## The task
Repeat the data below with no changes.

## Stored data
/---
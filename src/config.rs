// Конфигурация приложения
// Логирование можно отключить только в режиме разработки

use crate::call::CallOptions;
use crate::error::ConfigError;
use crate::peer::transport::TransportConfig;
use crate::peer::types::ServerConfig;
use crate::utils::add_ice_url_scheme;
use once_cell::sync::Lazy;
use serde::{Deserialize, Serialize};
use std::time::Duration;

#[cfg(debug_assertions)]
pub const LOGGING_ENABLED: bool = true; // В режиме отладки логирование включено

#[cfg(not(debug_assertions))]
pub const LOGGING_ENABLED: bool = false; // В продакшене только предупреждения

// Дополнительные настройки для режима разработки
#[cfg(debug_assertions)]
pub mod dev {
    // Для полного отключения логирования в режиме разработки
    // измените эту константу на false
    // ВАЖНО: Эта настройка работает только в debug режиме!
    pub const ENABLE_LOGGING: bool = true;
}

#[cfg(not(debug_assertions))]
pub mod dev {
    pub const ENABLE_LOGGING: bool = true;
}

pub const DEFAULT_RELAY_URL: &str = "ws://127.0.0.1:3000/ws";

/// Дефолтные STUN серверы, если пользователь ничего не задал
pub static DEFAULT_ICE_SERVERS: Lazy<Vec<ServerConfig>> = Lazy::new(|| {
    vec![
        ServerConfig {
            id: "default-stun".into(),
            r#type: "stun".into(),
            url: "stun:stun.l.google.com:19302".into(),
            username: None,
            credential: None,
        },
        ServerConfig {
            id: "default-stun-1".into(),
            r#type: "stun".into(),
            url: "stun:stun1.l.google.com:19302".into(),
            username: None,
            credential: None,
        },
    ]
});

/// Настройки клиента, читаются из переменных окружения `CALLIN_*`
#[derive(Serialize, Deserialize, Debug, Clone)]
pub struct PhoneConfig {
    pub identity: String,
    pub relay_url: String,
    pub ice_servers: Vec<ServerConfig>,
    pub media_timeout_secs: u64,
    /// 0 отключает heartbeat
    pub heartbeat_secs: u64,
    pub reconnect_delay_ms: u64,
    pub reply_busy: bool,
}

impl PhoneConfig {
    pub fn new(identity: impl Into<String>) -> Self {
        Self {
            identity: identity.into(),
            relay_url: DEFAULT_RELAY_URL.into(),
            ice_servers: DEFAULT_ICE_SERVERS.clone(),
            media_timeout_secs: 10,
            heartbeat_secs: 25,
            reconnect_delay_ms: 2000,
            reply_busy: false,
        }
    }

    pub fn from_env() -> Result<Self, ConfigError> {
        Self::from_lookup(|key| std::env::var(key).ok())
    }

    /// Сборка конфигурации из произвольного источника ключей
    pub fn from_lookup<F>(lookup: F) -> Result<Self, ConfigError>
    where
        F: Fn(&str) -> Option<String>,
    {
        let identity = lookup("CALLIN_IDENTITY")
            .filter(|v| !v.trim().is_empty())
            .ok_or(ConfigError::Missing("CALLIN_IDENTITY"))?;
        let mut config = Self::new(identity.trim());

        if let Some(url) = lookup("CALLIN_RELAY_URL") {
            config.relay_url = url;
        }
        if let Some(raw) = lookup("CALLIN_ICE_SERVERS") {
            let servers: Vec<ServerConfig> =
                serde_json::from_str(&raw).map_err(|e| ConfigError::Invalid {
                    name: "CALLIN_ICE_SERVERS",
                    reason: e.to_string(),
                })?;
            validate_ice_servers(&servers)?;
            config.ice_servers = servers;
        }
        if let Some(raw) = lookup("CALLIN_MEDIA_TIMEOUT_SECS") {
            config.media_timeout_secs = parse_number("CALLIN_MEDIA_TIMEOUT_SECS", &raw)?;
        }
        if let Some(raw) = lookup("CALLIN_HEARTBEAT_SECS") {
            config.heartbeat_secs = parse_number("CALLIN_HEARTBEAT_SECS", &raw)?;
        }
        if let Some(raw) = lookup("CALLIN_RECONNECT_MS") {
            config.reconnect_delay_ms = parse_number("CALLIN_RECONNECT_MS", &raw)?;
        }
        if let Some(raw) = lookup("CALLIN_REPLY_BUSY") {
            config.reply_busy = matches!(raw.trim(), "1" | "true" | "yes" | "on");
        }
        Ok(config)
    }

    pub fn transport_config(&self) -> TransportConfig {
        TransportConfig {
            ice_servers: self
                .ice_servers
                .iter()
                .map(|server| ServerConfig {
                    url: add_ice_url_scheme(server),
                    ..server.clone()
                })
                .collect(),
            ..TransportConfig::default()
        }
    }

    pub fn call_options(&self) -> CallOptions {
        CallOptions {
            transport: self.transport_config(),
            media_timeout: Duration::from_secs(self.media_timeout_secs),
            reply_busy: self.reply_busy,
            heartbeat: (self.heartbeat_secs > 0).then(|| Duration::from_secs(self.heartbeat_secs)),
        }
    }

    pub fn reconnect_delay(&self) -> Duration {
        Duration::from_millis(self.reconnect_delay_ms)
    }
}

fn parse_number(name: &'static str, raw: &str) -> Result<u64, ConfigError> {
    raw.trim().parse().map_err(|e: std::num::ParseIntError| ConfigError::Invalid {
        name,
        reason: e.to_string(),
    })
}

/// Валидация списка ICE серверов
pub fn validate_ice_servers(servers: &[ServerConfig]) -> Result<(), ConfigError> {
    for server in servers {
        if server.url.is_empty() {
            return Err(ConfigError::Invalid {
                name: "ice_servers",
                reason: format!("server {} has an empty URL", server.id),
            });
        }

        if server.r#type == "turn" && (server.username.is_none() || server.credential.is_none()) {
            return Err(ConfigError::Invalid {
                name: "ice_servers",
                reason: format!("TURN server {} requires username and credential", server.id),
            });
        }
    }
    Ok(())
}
\---
## Result of this exercise
filename src/config.rs
// Конфигурация приложения
// Логирование можно отключить только в режиме разработки

use crate::call::CallOptions;
use crate::error::ConfigError;
use crate::peer::transport::TransportConfig;
use crate::peer::types::ServerConfig;
use crate::utils::add_ice_url_scheme;
use once_cell::sync::Lazy;
use serde::{Deserialize, Serialize};
use std::time::Duration;

#[cfg(debug_assertions)]
pub const LOGGING_ENABLED: bool = true; // В режиме отладки логирование включено

#[cfg(not(debug_assertions))]
pub const LOGGING_ENABLED: bool = false; // В продакшене только предупреждения

// Дополнительные настройки для режима разработки
#[cfg(debug_assertions)]
pub mod dev {
    // Для полного отключения логирования в режиме разработки
    // измените эту константу на false
    // ВАЖНО: Эта настройка работает только в debug режиме!
    pub const ENABLE_LOGGING: bool = true;
}

#[cfg(not(debug_assertions))]
pub mod dev {
    pub const ENABLE_LOGGING: bool = true;
}

pub const DEFAULT_RELAY_URL: &str = "ws://127.0.0.1:3000/ws";

/// Дефолтные STUN серверы, если пользователь ничего не задал
pub static DEFAULT_ICE_SERVERS: Lazy<Vec<ServerConfig>> = Lazy::new(|| {
    vec![
        ServerConfig {
            id: "default-stun".into(),
            r#type: "stun".into(),
            url: "stun:stun.l.google.com:19302".into(),
            username: None,
            credential: None,
        },
        ServerConfig {
            id: "default-stun-1".into(),
            r#type: "stun".into(),
            url: "stun:stun1.l.google.com:19302".into(),
            username: None,
            credential: None,
        },
    ]
});

/// Настройки клиента, читаются из переменных окружения `CALLIN_*`
#[derive(Serialize, Deserialize, Debug, Clone)]
pub struct PhoneConfig {
    pub identity: String,
    pub relay_url: String,
    pub ice_servers: Vec<ServerConfig>,
    pub media_timeout_secs: u64,
    /// 0 отключает heartbeat
    pub heartbeat_secs: u64,
    pub reconnect_delay_ms: u64,
    pub reply_busy: bool,
}

impl PhoneConfig {
    pub fn new(identity: impl Into<String>) -> Self {
        Self {
            identity: identity.into(),
            relay_url: DEFAULT_RELAY_URL.into(),
            ice_servers: DEFAULT_ICE_SERVERS.clone(),
            media_timeout_secs: 10,
            heartbeat_secs: 25,
            reconnect_delay_ms: 2000,
            reply_busy: false,
        }
    }

    pub fn from_env() -> Result<Self, ConfigError> {
        Self::from_lookup(|key| std::env::var(key).ok())
    }

    /// Сборка конфигурации из произвольного источника ключей
    pub fn from_lookup<F>(lookup: F) -> Result<Self, ConfigError>
    where
        F: Fn(&str) -> Option<String>,
    {
        let identity = lookup("CALLIN_IDENTITY")
            .filter(|v| !v.trim().is_empty())
            .ok_or(ConfigError::Missing("CALLIN_IDENTITY"))?;
        let mut config = Self::new(identity.trim());

        if let Some(url) = lookup("CALLIN_RELAY_URL") {
            config.relay_url = url;
        }
        if let Some(raw) = lookup("CALLIN_ICE_SERVERS") {
            let servers: Vec<ServerConfig> =
                serde_json::from_str(&raw).map_err(|e| ConfigError::Invalid {
                    name: "CALLIN_ICE_SERVERS",
                    reason: e.to_string(),
                })?;
            validate_ice_servers(&servers)?;
            config.ice_servers = servers;
        }
        if let Some(raw) = lookup("CALLIN_MEDIA_TIMEOUT_SECS") {
            config.media_timeout_secs = parse_number("CALLIN_MEDIA_TIMEOUT_SECS", &raw)?;
        }
        if let Some(raw) = lookup("CALLIN_HEARTBEAT_SECS") {
            config.heartbeat_secs = parse_number("CALLIN_HEARTBEAT_SECS", &raw)?;
        }
        if let Some(raw) = lookup("CALLIN_RECONNECT_MS") {
            config.reconnect_delay_ms = parse_number("CALLIN_RECONNECT_MS", &raw)?;
        }
        if let Some(raw) = lookup("CALLIN_REPLY_BUSY") {
            config.reply_busy = matches!(raw.trim(), "1" | "true" | "yes" | "on");
        }
        Ok(config)
    }

    pub fn transport_config(&self) -> TransportConfig {
        TransportConfig {
            ice_servers: self
                .ice_servers
                .iter()
                .map(|server| ServerConfig {
                    url: add_ice_url_scheme(server),
                    ..server.clone()
                })
                .collect(),
            ..TransportConfig::default()
        }
    }

    pub fn call_options(&self) -> CallOptions {
        CallOptions {
            transport: self.transport_config(),
            media_timeout: Duration::from_secs(self.media_timeout_secs),
            reply_busy: self.reply_busy,
            heartbeat: (self.heartbeat_secs > 0).then(|| Duration::from_secs(self.heartbeat_secs)),
        }
    }

    pub fn reconnect_delay(&self) -> Duration {
        Duration::from_millis(self.reconnect_delay_ms)
    }
}

fn parse_number(name: &'static str, raw: &str) -> Result<u64, ConfigError> {
    raw.trim().parse().map_err(|e: std::num::ParseIntError| ConfigError::Invalid {
        name,
        reason: e.to_string(),
    })
}

/// Валидация списка ICE серверов
pub fn validate_ice_servers(servers: &[ServerConfig]) -> Result<(), ConfigError> {
    for server in servers {
        if server.url.is_empty() {
            return Err(ConfigError::Invalid {
                name: "ice_servers",
                reason: format!("server {} has an empty URL", server.id),
            });
        }

        if server.r#type == "turn" && (server.username.is_none() || server.credential.is_none()) {
            return Err(ConfigError::Invalid {
                name: "ice_servers",
                reason: format!("TURN server {} requires username and credential", server.id),
            });
        }
    }
    Ok(())
}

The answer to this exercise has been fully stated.